NBL to start without its top two teams

Picture: PHOTOSPORT

The National Basketball League will tip off in Auckland on 23 June but it won’t bear much of a resemblance to last year’s competition.

Champions Saints, runners-up Hawke’s Bay and another top four team Southland all decided not to take part.

The truncated competition will feature seven teams playing up to three games a week over a six week period.

The Auckland Huskies, Canterbury Rams, Franklin Bulls, Manawatu Jets, Nelson Giants, Otago Nuggets and Taranaki Mountainairs will all be based in Auckland.

There’s no doubt 2020 has been a big test for everyone, including those in the sports sector. Chair of the NBL Board, Iain Potter, says the NBL management and teams have needed to think differently, and work together to create an exciting product for 2020.

“The teams have been willing to innovate to see the return of the NBL, which is so important for all of basketball.”

Former Virginia college centre, Jack Salt, who helped the school win the 2019 NCAA Championship title, returns to New Zealand to play for the Canterbury Rams.

“I’m excited to get back to playing the game I love. I’m grateful to be a part of a nation that has been diligent in its response to the virus. Because of that response, Kiwis have the opportunity to get back on court and compete.”

There are two new teams in the Auckland era with the Auckland Huskies and Franklin Bulls confirmed, while the Otago Nuggets to play their first season in the NBL since 2014.

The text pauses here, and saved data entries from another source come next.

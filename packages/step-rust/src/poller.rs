//! Bounded polling of a long-running remote operation.
//!
//! A session submits the operation exactly once, then checks its status at
//! a fixed interval until a terminal status is observed or the time budget
//! runs out:
//!
//! 1. `submit`. Any error ends the session; submission is never retried.
//! 2. `deadline = now + max_runtime`.
//! 3. Loop: stop with `TimedOut` if `now >= deadline`; otherwise check the
//!    status, return on `Succeeded`/`Failed`, and sleep
//!    `min(interval, deadline - now)`.
//!
//! Transient status-check failures keep the loop going. The deadline is the
//! only bound on the number of checks.

use std::sync::Arc;
use std::time::Duration;

use tracing::{info_span, Instrument};

use aakaas_core::{OperationStatus, PollBudget, PublishRequest};

use crate::client::OperationClient;
use crate::clock::Clock;
use crate::error::{ClientError, StepError};
use crate::observer::{PollObserver, TracingObserver};

// ---------------------------------------------------------------------------
// PollResult
// ---------------------------------------------------------------------------

/// Terminal outcome of one polling session. Exactly one is produced per
/// session.
#[derive(Debug, Clone, PartialEq)]
pub enum PollResult<P> {
    /// The operation succeeded; carries the payload reported with it.
    Succeeded { payload: Option<P>, checks: u32 },
    /// The operation reached its failed state.
    Failed { reason: String, checks: u32 },
    /// No terminal status was observed within the budget.
    TimedOut { checks: u32, elapsed: Duration },
    /// Submission failed, or a status check failed non-transiently.
    TransportError(ClientError),
}

impl<P> PollResult<P> {
    /// Short label for logs and telemetry.
    #[must_use]
    pub fn outcome(&self) -> &'static str {
        match self {
            Self::Succeeded { .. } => "succeeded",
            Self::Failed { .. } => "failed",
            Self::TimedOut { .. } => "timed_out",
            Self::TransportError(_) => "error",
        }
    }

    /// Converts the session outcome into the step's error taxonomy.
    ///
    /// # Errors
    ///
    /// Every variant except `Succeeded` maps to a `StepError`.
    pub fn into_result(self) -> Result<Option<P>, StepError> {
        match self {
            Self::Succeeded { payload, .. } => Ok(payload),
            Self::Failed { reason, .. } => Err(StepError::RemoteFailure { reason }),
            Self::TimedOut { checks, elapsed } => Err(StepError::TimedOut { elapsed, checks }),
            Self::TransportError(err) => Err(StepError::Client(err)),
        }
    }
}

// ---------------------------------------------------------------------------
// BoundedPoller
// ---------------------------------------------------------------------------

/// Drives submit -> poll -> resolve for one remote operation.
///
/// Generic over the client and the clock so tests run against scripted
/// responses in virtual time.
pub struct BoundedPoller<C, K> {
    client: C,
    clock: K,
    budget: PollBudget,
    observer: Arc<dyn PollObserver>,
}

impl<C, K> BoundedPoller<C, K>
where
    C: OperationClient,
    K: Clock,
{
    /// Creates a poller reporting through [`TracingObserver`].
    ///
    /// The budget is already validated by construction, so no network call
    /// can happen with an invalid one.
    #[must_use]
    pub fn new(client: C, clock: K, budget: PollBudget) -> Self {
        Self {
            client,
            clock,
            budget,
            observer: Arc::new(TracingObserver),
        }
    }

    /// Replaces the observer.
    #[must_use]
    pub fn with_observer(mut self, observer: Arc<dyn PollObserver>) -> Self {
        self.observer = observer;
        self
    }

    /// Runs one polling session for `request`.
    pub async fn run(&self, request: &PublishRequest) -> PollResult<C::Payload> {
        let span = info_span!(
            "poll_session",
            target_vector = request.target_vector_id(),
            scope = request.scope().code(),
            checks = tracing::field::Empty,
            outcome = tracing::field::Empty,
        );

        async move {
            let started = self.clock.now();
            let (result, checks) = self.drive(request).await;
            let elapsed = self.clock.now().saturating_sub(started);

            let outcome = result.outcome();
            tracing::Span::current().record("checks", checks);
            tracing::Span::current().record("outcome", outcome);
            self.observer.finished(outcome, checks, elapsed);

            result
        }
        .instrument(span)
        .await
    }

    async fn drive(&self, request: &PublishRequest) -> (PollResult<C::Payload>, u32) {
        let handle = match self.client.submit(request).await {
            Ok(handle) => handle,
            Err(err) => {
                self.observer.submit_failed(&err);
                return (PollResult::TransportError(err), 0);
            }
        };
        self.observer.submitted(&handle);

        let started = self.clock.now();
        // A runtime too large to represent never expires.
        let deadline = started
            .checked_add(self.budget.max_runtime())
            .unwrap_or(Duration::MAX);
        let mut checks: u32 = 0;

        loop {
            let now = self.clock.now();
            if now >= deadline {
                return (
                    PollResult::TimedOut {
                        checks,
                        elapsed: now.saturating_sub(started),
                    },
                    checks,
                );
            }

            checks = checks.saturating_add(1);
            match self.client.check_status(&handle).await {
                Ok(report) => {
                    self.observer.status_checked(
                        &handle,
                        checks,
                        report.status,
                        report.reason.as_deref(),
                    );
                    // Terminal statuses win even if the deadline passed
                    // while this check was in flight.
                    match report.status {
                        OperationStatus::Succeeded => {
                            return (
                                PollResult::Succeeded {
                                    payload: report.payload,
                                    checks,
                                },
                                checks,
                            );
                        }
                        OperationStatus::Failed => {
                            let reason = report
                                .reason
                                .unwrap_or_else(|| format!("operation {handle} failed"));
                            return (PollResult::Failed { reason, checks }, checks);
                        }
                        OperationStatus::Pending
                        | OperationStatus::Running
                        | OperationStatus::Unknown => {}
                    }
                }
                Err(err) => {
                    self.observer.check_failed(&handle, checks, &err);
                    if !err.is_transient() {
                        return (PollResult::TransportError(err), checks);
                    }
                }
            }

            let remaining = deadline.saturating_sub(self.clock.now());
            self.clock.sleep(self.budget.interval().min(remaining)).await;
        }
    }
}

// ---------------------------------------------------------------------------
// Tests
// ---------------------------------------------------------------------------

For the first time in its history, the NBL will also feature a player draft. General Manager Justin Nelson says this will add to a competitive show for the fans and is a way of spreading the talent.

“We knew it was imperative that we adapted, showed creativity and came up with something new and exciting. We believe, together with our teams and players, we have developed a format that will work well in the current environment.”

Nelson says a new world-first innovation will also be trialled to decide tied games with a unique ‘first-team-to-score-seven-points’ concept instead of the traditional overtime period.